The Importance of Empathy
Over the past year, we’ve written a lot about empathy on this blog. We’ve discussed empathy-driven development, the empathy spectrum, and the fact that empathy is a skill. And like any skill, it can be learned and takes practice to build. But perhaps one of the most important posts was actually an update to an existing one.
The Power of Words
In July, our CEO, Andrea, wrote about her decision to update our core value “Think of Others” to “Act with Empathy”. At first glance, this might appear to be a subtle change. But, in reality, as we grow and solidify our company culture, we have felt the impact of this change throughout the organization.
At any company, core values are – or at least should be – the backbone of the culture. Here, at Corgibytes, every member on the team aims to not only keep these values in mind when making daily decisions, but also act on those words.
The Power of Acting on Words
I wasn’t surprised then, when, last Wednesday morning, shortly after waking up, I received a text message from Andrea: “I totally get it if you need to take the day off, Nickie.” After a long and contentious campaign, the U.S. presidential election was over. Elections are always a highly-emotional time. Everyone acts according to their values and points of views, and, unfortunately, quite often, passionate debates turn into heated arguments where harsh words are exchanged. Win or lose, in the aftermath, families, friends and neighbors struggle to find a way to move forward. On a personal note, I needed to grieve, and Andrea knew that.
When I checked into Slack in the morning, Andrea had already reached out to everyone. She was also waiting in a virtual videoconference room, in case anyone wanted to talk. One of the most empathic responses to someone who is grieving or struggling is to create a safe space for the person to talk about their experience and genuinely listen. Andrea was doing just that. She had made it clear that no matter which candidate we had chosen to vote for, we were all welcomed to talk if we needed to. Open mind. Open heart. No judgements.
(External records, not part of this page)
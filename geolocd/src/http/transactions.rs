//! In-flight HTTP transaction tracking.
//!
//! Every submitted request gets a [`TaskId`] and an entry in a concurrent
//! table recording which component issued it. When the response arrives the
//! entry is removed and the body is handed to the completion callback the
//! issuer supplied, so it always reaches the originating provider instance.
//! Cancelled transactions are removed from the table first and their late
//! responses are discarded.

use std::fmt;
use std::sync::atomic::{AtomicU64, Ordering};
use std::sync::Arc;

use dashmap::DashMap;
use tokio::task::AbortHandle;

use super::AsyncHttpClient;
use crate::error::ErrorCode;

/// Identifier of one HTTP transaction.
#[derive(Debug, Clone, Copy, PartialEq, Eq, Hash, PartialOrd, Ord)]
pub struct TaskId(u64);

impl fmt::Display for TaskId {
    fn fmt(&self, f: &mut fmt::Formatter<'_>) -> fmt::Result {
        write!(f, "http-{}", self.0)
    }
}

/// Completion callback for a transaction.
pub type HttpCallback = Box<dyn FnOnce(Result<Vec<u8>, ErrorCode>) + Send + 'static>;

/// A GET request with optional headers.
#[derive(Debug, Clone, PartialEq, Eq)]
pub struct HttpRequest {
    pub url: String,
    pub headers: Vec<(String, String)>,
}

impl HttpRequest {
    pub fn get(url: impl Into<String>) -> Self {
        Self {
            url: url.into(),
            headers: Vec::new(),
        }
    }

    pub fn header(mut self, name: impl Into<String>, value: impl Into<String>) -> Self {
        self.headers.push((name.into(), value.into()));
        self
    }
}

/// Object-safe view of the transaction manager used by providers.
pub trait HttpTransport: Send + Sync {
    /// Start `request` on behalf of `origin`; `on_complete` receives the body.
    ///
    /// Fails with `Multithread` when no async runtime is available to run it.
    fn submit(
        &self,
        origin: &str,
        request: HttpRequest,
        on_complete: HttpCallback,
    ) -> Result<TaskId, ErrorCode>;

    /// Abort a transaction. Returns false if it already completed.
    fn cancel(&self, task: TaskId) -> bool;

    /// Number of transactions still waiting for a response.
    fn in_flight(&self) -> usize;
}

struct Transaction {
    origin: String,
    url: String,
    abort: Option<AbortHandle>,
}

/// Runs requests on the current tokio runtime and tracks them by task id.
pub struct HttpTransactionManager<C> {
    client: Arc<C>,
    next_id: AtomicU64,
    tasks: Arc<DashMap<TaskId, Transaction>>,
}

impl<C: AsyncHttpClient + 'static> HttpTransactionManager<C> {
    pub fn new(client: C) -> Self {
        Self {
            client: Arc::new(client),
            next_id: AtomicU64::new(1),
            tasks: Arc::new(DashMap::new()),
        }
    }

    /// Component that issued `task`, while it is in flight.
    pub fn origin_of(&self, task: TaskId) -> Option<String> {
        self.tasks.get(&task).map(|t| t.origin.clone())
    }
}

impl<C: AsyncHttpClient + 'static> HttpTransport for HttpTransactionManager<C> {
    fn submit(
        &self,
        origin: &str,
        request: HttpRequest,
        on_complete: HttpCallback,
    ) -> Result<TaskId, ErrorCode> {
        let runtime = tokio::runtime::Handle::try_current().map_err(|_| {
            tracing::warn!(origin = origin, "HTTP transport inactive: no async runtime");
            ErrorCode::Multithread
        })?;

        let id = TaskId(self.next_id.fetch_add(1, Ordering::Relaxed));
        self.tasks.insert(
            id,
            Transaction {
                origin: origin.to_string(),
                url: request.url.clone(),
                abort: None,
            },
        );
        tracing::debug!(task = %id, origin = origin, url = %request.url, "HTTP transaction submitted");

        let client = Arc::clone(&self.client);
        let tasks = Arc::clone(&self.tasks);
        let handle = runtime.spawn(async move {
            let result = if request.headers.is_empty() {
                client.get(&request.url).await
            } else {
                let headers: Vec<(&str, &str)> = request
                    .headers
                    .iter()
                    .map(|(k, v)| (k.as_str(), v.as_str()))
                    .collect();
                client.get_with_headers(&request.url, &headers).await
            };

            match tasks.remove(&id) {
                Some((_, txn)) => {
                    tracing::debug!(
                        task = %id,
                        origin = %txn.origin,
                        ok = result.is_ok(),
                        "HTTP transaction completed"
                    );
                    on_complete(result.map_err(ErrorCode::from));
                }
                None => tracing::trace!(task = %id, "Dropping response for cancelled transaction"),
            }
        });

        if let Some(mut txn) = self.tasks.get_mut(&id) {
            txn.abort = Some(handle.abort_handle());
        }
        Ok(id)
    }

    fn cancel(&self, task: TaskId) -> bool {
        match self.tasks.remove(&task) {
            Some((_, txn)) => {
                if let Some(abort) = txn.abort {
                    abort.abort();
                }
                tracing::debug!(task = %task, origin = %txn.origin, url = %txn.url, "HTTP transaction cancelled");
                true
            }
            None => false,
        }
    }

    fn in_flight(&self) -> usize {
        self.tasks.len()
    }
}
The Power of Adding Empathy
At my previous job, when projects weren’t going well, my colleagues and I used to semi-seriously joke that “there’s no crying in consulting.” And yet, there is.
Yes, we are consultants and developers. But, first and foremost, we are human beings. Parents die unexpectedly. Marriages fall apart. Loved ones are diagnosed with cancer. Couples suffer miscarriages. Children struggle in school.
I once returned from a week-long vacation to learn that my husband’s beloved dog had died suddenly while we were gone. When I went to work that Monday, my puffy eyes made it look like I’d spent my holiday partying all night.
To have a company culture that ignores the world outside of the office walls, physical or not, is unrealistic. Life happens. And understanding the context in which your colleagues are working is vital. Creating a culture where empathy and vulnerability are encouraged and rewarded can help ensure that when team members are facing personal struggles, they’re supported appropriately and able to recover and become productive again.
Reflecting on the past week, I’m still feeling a mix of strong emotions. But I think more than anything, I’m grateful to work for a company that sees its employees as humans first, values empathy, and recruits new team members who feel similarly. In personally difficult times, these things make all the difference.